Electro-Shock Therapy for Snakes (and other Animal Planet moments)
Yesterday, as I drove down a back road to our studio, I saw something that I hadn’t seen in a long; a man with a car battery on his back.As I’ve said a number of times before, Cambodia has changed drastically since we first came here in January 1994. Back then, we would see things that just made you stop and stare. Of course, some of those things are still around, but we have just gotten used to them and we don’t notice as much anymore. But many things you just don’t see anymore. For example, one of my favorite Cambodia media related moments was when I first saw a public service message on TV telling people not to fish with hand grenades! I haven’t seen that in years! Another one that I haven’t seen in a long time is the electro-snake-fishing.

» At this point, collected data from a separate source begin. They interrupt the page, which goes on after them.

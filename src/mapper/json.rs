use super::{Fields, Mapper};
use crate::value::ContextValue;

/// Encodes structured JSON values as compact JSON strings under the same key.
#[derive(Debug, Clone, Copy, Default)]
pub struct JsonMapper;

impl Mapper for JsonMapper {
    fn supports(&self, _key: &str, value: &ContextValue) -> bool {
        matches!(value, ContextValue::Json(_))
    }

    fn map(&self, key: &str, value: &ContextValue) -> Fields {
        let mut fields = Fields::new();
        if let ContextValue::Json(json) = value {
            fields.insert(key.to_string(), ContextValue::String(json.to_string()));
        }
        fields
    }
}
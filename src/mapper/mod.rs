use std::collections::BTreeMap;

use crate::value::ContextValue;

mod datetime;
mod exception;
mod json;

pub use datetime::DateTimeMapper;
pub use exception::{ExceptionMapper, DEFAULT_EXCEPTION_KEY};
pub use json::JsonMapper;

/// Fields produced by a mapper for a single context entry.
pub type Fields = BTreeMap<String, ContextValue>;

/// Pluggable transformer from one context entry to envelope fields.
///
/// A [`MessageFactory`](crate::factory::MessageFactory) keeps mappers in
/// registration order and uses the first one whose `supports` returns
/// `true`. The chosen mapper's output replaces the original entry
/// entirely; unclaimed entries pass through under their own key.
///
/// Implementations must be pure. A mapper that panics in `map` is a bug
/// in the mapper and the panic is not caught.
pub trait Mapper: Send + Sync {
    /// Whether this mapper handles the given entry.
    fn supports(&self, key: &str, value: &ContextValue) -> bool;

    /// Turn the entry into one or more fields.
    ///
    /// The output may rename the key, split it into several keys, or emit
    /// reserved `@` fields such as `@exception`.
    fn map(&self, key: &str, value: &ContextValue) -> Fields;
}

impl<M: Mapper + ?Sized> Mapper for Box<M> {
    fn supports(&self, key: &str, value: &ContextValue) -> bool {
        (**self).supports(key, value)
    }

    fn map(&self, key: &str, value: &ContextValue) -> Fields {
        (**self).map(key, value)
    }
}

In this particular Cambodian “sport” the “snake fisher” straps on a backpack that has a small shelf on it. Sitting on the shelf is a large car battery. Attached to the positive and negative battery terminals there are two wires that extend to two long metal poles (I haven’t looked at them very closely, but I believe they also have some rubber strips wrapped around the end as hand holds). The person then wades into a rice patty or drainage ditch that is likely to contain small water snakes and puts the two ends of the metal poles in the water to shock any nearby snakes and bring them to the surface. They collect the snakes and cook and sell them. I don’t believe I have ever seen this particular method of sports fishing taught in a Royal Ranger book or at Boy Scouts or anything, but once you’ve seen it you don’t easily forget it!
At the airport this morning (on our way to a meeting in Bangkok, Thailand) Lisa was reading the newspaper and came across an article that once again brought up a host of memories.
When we used to live and work at the orphanage we had a house that was next to a swampy field, so we would get all sorts of odd animal visitors. We would find four foot long snake skins in the spare bedroom, live poisonous vipers in the living room or on the car porch, black widow spiders under our dining room table top, and all sorts of assorted mystery animals throughout the house that we would just kill and get rid of without ever knowing what they were. On our first furlough, we were watching a National Geographic special one day called “Living Nightmares” that focused on various poisonous nocturnal predators. As we watched were recognized over half of the creatures featured as being among the many animals we had killed in our house!
A couple months ago, just shortly before Lisa got our cat, I had killed a “rat” in our hallway (after a bit of a chase through three different rooms with a golf club). But it wasn’t like any rat I had ever seen. It had a strange pointed and tapered face and a oddly thick tail, but, I knew it wasn’t a mouse, so it was labeled as “rat” in my mind. But as Lisa was reading the paper this morning, she suddenly turned to me and said, “Remember that weird rat you killed? Did it look kind of like this?” And she proceeded to show me a half-page drawing in the paper that looked surprisingly familiar. “Yeah, I think that’s it!” I said. It turns out the article was about some animal specialist who found a previously un-cataloged species of rodent being sold in a market in Laos, and that was what had been in our house! Animal Planet hasn’t got anything on us!
So now we are in Bangkok, Thailand for about a week for a retreat. Here you still see some odd animal things. What other major city do you know where you can walk down the street and see elephants on the side walk? Sometimes you just have to stop and remember what an amazing world we live in and what amazing opportunities God brings our way.